On sait très bien que depuis le début, et leur formidable premier EP, Whip It On, en 2002, The Raveonettes ont deux amours, la pop spectorienne des années 60 et le rock noisy, tendance The Jesus & Mary Chain. Un coup d’oeil à la liste des 10 titres, tous des classiques, repris par Sune Rose et Sharin, confirme la permanence de leurs goûts et de leurs références : Phil Spector, Duane Eddy, The Everly Brothers, The Shirelles, The Shangri-Las, etc. et le Velvet Underground pour l’héritage bruitiste. A la limite, on peut être étonné de la présence de l’énorme « classique » qu’est le Return of the Grievous Angel de Graham Parsons, mais on y reviendra.
L’ouverture de l’album, avec I Love How You Love Me (The Paris Sisters, mais surtout la première production de Phil Spector !), pas renversante, est une sorte de trompe l’œil, mais le titre suivant, le fabuleux Goo Goo Muck de Ronnie Cook (dont la reprise par les Cramps a marqué l’histoire), nous ramène complètement en terrain connu : vocaux éthérés, mélodie sublimées, guitares bruyantes chargées d’un maximum d’effets… la noisy pop / dream pop tendance shoegaze des Raveonettes reste identique à ce qu’on a toujours connu… et aimé. The Girl on Death Row (Duane Eddy) bénéficie du chant de Sune Rose, qui apporte évidemment une « patte » différente, et également très éloignée de l’original de Lee Hazelwood. All I Have to Do is Dream est – tout le monde le sait – une magnifique berceuse et fut un énorme succès mondial à sa sortie en 1958 : magnifiquement chantée, elle fonctionne parfaitement sur une batterie « à la Moe Tucker »… mais reste à notre avis inférieure à la version « lynchienne » de Roy Orbison. Will You Love Me Tomorrow, premier numéro 1 aux USA d’un groupe féminin afro-américain, est probablement le titre le plus repris déjà de tout l’album (on nous souffle que même Taylor Swift en a livré une version, ce que nous ne saurions garantir) : à nouveau chanté par Sune Rose, ce qui est plutôt malin par rapport à l’original, le titre bénéficie d’une rythmique curieuse, comme le battement accéléré d’un cœur.

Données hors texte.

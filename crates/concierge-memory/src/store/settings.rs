//! Runtime settings: key/value overrides per section plus survey questions.

use super::Store;
use async_trait::async_trait;
use concierge_core::{error::ConciergeError, traits::ConfigSource};

const HANDOFF_SECTION: &str = "handoff";
const SURVEY_SECTION: &str = "survey";

impl Store {
    /// Upsert one setting.
    pub async fn set_setting(
        &self,
        section: &str,
        key: &str,
        value: &str,
    ) -> Result<(), ConciergeError> {
        sqlx::query(
            "INSERT INTO settings (section, key, value) VALUES (?, ?, ?) \
             ON CONFLICT(section, key) DO UPDATE SET value = excluded.value, \
             updated_at = datetime('now')",
        )
        .bind(section)
        .bind(key)
        .bind(value)
        .execute(&self.pool)
        .await
        .map_err(|e| ConciergeError::Store(format!("set setting failed: {e}")))?;
        Ok(())
    }

    /// All settings of a section, ordered by key.
    pub async fn get_section(&self, section: &str) -> Result<Vec<(String, String)>, ConciergeError> {
        sqlx::query_as("SELECT key, value FROM settings WHERE section = ? ORDER BY key")
            .bind(section)
            .fetch_all(&self.pool)
            .await
            .map_err(|e| ConciergeError::Store(format!("get section {section} failed: {e}")))
    }

    /// Replace the survey question list.
    pub async fn replace_survey_questions(&self, questions: &[String]) -> Result<(), ConciergeError> {
        let mut tx = self
            .pool
            .begin()
            .await
            .map_err(|e| ConciergeError::Store(format!("begin failed: {e}")))?;

        sqlx::query("DELETE FROM survey_questions")
            .execute(&mut *tx)
            .await
            .map_err(|e| ConciergeError::Store(format!("clear questions failed: {e}")))?;

        for (i, text) in questions.iter().enumerate() {
            sqlx::query("INSERT INTO survey_questions (position, text) VALUES (?, ?)")
                .bind(i as i64)
                .bind(text)
                .execute(&mut *tx)
                .await
                .map_err(|e| ConciergeError::Store(format!("insert question failed: {e}")))?;
        }

        tx.commit()
            .await
            .map_err(|e| ConciergeError::Store(format!("commit failed: {e}")))
    }
}

#[async_trait]
impl ConfigSource for Store {
    async fn handoff_settings(&self) -> Result<Vec<(String, String)>, ConciergeError> {
        self.get_section(HANDOFF_SECTION).await
    }

    async fn survey_settings(&self) -> Result<Vec<(String, String)>, ConciergeError> {
        self.get_section(SURVEY_SECTION).await
    }

    async fn survey_questions(&self) -> Result<Vec<String>, ConciergeError> {
        let rows: Vec<(String,)> = sqlx::query_as(
            "SELECT text FROM survey_questions WHERE trim(text) != '' ORDER BY position",
        )
        .fetch_all(&self.pool)
        .await
        .map_err(|e| ConciergeError::Store(format!("survey questions failed: {e}")))?;
        Ok(rows.into_iter().map(|(t,)| t).collect())
    }
}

Venus in Furs est magnifique – il est difficile de ne pas l’adorer dès la première écoute -, mais on peut ensuite prendre un peu de recul et le trouver vraiment trop évident, trop facile, trop respectueux aussi du « style Velvet« . Wishing est un titre quasi inconnu, a priori signé Buddy Holly, mais on est bien en peine de reconnaître le style de son auteur dans cette version punk-surf sans doute un peu trop sage. Return of the Grievous Angel est le morceau le plus surprenant, on l’a dit, et fait un grand écart réussi entre ses origines country et l’univers de The Raveonettes : une réussite indiscutable, qui fait rêver à ce que pourrait être un album de reprises moins « évidentes » que celles de The Raveonettes sing… A l’opposé, Shakin All Over est d’une logique imparable, et délivre un plaisir intense, même si une fois encore, le duo copenhagois ne prend ici absolument aucun risque. Sur Leader of the Packs des Shangri-Las, The Raveonettes tentent par contre de conférer une touche nettement plus audacieuse (entendez plus noisy) à ce classique, en le ralentissant et noyant sa « popitude » charmante dans une atmosphère tendue et angoissante : pas certain que ça fonctionne aussi bien que souhaité, et l’album se referme donc malheureusement sur l’un de ses titres les plus faibles.
Le bilan est donc mitigé : d’un côté le plaisir et la satisfaction de retrouver un groupe qui nous avait manqué, toujours en pleine possession de ses moyens avec cet album extrêmement plaisant ; d’un autre, le sentiment qu’il ne s’agit là que d’une production « standard », sans réelle prise de risque, sans doute destinée à faire patienter les fans encore un peu en attendant un vrai retour de The Raveonettes. On en accepte l’augure.